YOUR INSTRUCTIONS: Among the records below, find the lines containing "crate" and state only how many there are.

--- START ---

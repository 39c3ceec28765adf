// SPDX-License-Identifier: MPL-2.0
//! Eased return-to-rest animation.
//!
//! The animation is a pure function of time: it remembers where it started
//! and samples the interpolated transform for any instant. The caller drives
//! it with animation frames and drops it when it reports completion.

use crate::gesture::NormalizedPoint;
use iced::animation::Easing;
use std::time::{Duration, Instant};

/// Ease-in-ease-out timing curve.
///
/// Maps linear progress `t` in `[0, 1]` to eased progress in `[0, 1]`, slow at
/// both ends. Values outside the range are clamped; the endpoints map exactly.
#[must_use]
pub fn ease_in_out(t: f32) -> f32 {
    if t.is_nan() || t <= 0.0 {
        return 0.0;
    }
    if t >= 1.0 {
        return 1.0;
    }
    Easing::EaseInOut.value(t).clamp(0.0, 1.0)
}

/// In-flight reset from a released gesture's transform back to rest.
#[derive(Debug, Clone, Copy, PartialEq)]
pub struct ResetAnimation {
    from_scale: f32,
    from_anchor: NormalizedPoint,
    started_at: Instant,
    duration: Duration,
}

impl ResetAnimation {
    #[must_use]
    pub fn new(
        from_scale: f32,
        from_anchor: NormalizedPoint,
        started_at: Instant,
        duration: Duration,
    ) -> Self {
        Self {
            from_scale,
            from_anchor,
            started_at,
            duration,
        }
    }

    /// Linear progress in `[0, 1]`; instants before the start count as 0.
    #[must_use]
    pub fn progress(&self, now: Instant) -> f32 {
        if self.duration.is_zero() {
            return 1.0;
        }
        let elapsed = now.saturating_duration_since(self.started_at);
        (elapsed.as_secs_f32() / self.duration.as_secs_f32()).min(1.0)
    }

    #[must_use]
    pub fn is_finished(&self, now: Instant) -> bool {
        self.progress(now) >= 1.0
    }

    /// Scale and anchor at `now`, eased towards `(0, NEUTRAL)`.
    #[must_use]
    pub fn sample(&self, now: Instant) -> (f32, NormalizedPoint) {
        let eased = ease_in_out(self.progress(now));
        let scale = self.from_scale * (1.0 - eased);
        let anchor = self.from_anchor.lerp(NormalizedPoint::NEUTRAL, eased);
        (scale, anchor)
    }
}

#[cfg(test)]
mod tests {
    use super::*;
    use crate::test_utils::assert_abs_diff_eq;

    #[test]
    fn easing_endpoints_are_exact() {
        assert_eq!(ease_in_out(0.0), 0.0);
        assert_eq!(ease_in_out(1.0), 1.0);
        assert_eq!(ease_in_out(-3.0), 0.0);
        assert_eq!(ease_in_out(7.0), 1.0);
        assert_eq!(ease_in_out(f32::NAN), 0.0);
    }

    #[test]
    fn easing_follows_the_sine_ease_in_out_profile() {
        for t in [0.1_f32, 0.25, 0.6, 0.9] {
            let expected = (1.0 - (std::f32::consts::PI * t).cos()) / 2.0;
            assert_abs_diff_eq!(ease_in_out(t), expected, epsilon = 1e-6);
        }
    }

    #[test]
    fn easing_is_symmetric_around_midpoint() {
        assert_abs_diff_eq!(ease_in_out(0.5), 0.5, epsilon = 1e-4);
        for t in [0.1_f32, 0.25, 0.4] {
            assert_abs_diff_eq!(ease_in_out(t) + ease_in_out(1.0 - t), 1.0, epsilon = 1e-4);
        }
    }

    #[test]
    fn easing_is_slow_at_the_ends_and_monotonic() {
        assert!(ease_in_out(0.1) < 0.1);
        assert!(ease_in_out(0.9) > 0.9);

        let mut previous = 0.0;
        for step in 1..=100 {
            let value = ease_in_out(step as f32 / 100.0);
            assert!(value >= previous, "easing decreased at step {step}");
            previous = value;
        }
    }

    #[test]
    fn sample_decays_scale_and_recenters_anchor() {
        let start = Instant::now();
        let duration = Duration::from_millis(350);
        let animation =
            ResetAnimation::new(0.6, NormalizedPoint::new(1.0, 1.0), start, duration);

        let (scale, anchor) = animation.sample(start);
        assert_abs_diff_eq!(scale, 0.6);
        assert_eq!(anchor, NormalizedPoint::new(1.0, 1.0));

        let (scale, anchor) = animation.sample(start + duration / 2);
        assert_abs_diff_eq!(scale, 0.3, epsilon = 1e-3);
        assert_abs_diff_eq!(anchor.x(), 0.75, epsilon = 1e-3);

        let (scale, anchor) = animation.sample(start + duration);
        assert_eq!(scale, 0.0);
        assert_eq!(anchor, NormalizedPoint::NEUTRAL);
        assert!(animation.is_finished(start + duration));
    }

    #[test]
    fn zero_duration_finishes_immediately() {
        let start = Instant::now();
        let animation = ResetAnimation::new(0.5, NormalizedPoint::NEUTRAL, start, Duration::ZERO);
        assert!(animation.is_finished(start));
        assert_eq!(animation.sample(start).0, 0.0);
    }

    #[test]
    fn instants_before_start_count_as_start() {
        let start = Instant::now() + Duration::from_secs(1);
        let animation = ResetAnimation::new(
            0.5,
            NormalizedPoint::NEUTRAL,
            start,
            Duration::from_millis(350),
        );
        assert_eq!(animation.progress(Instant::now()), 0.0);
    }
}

--- END ---

RESULT OF THE TASK: 2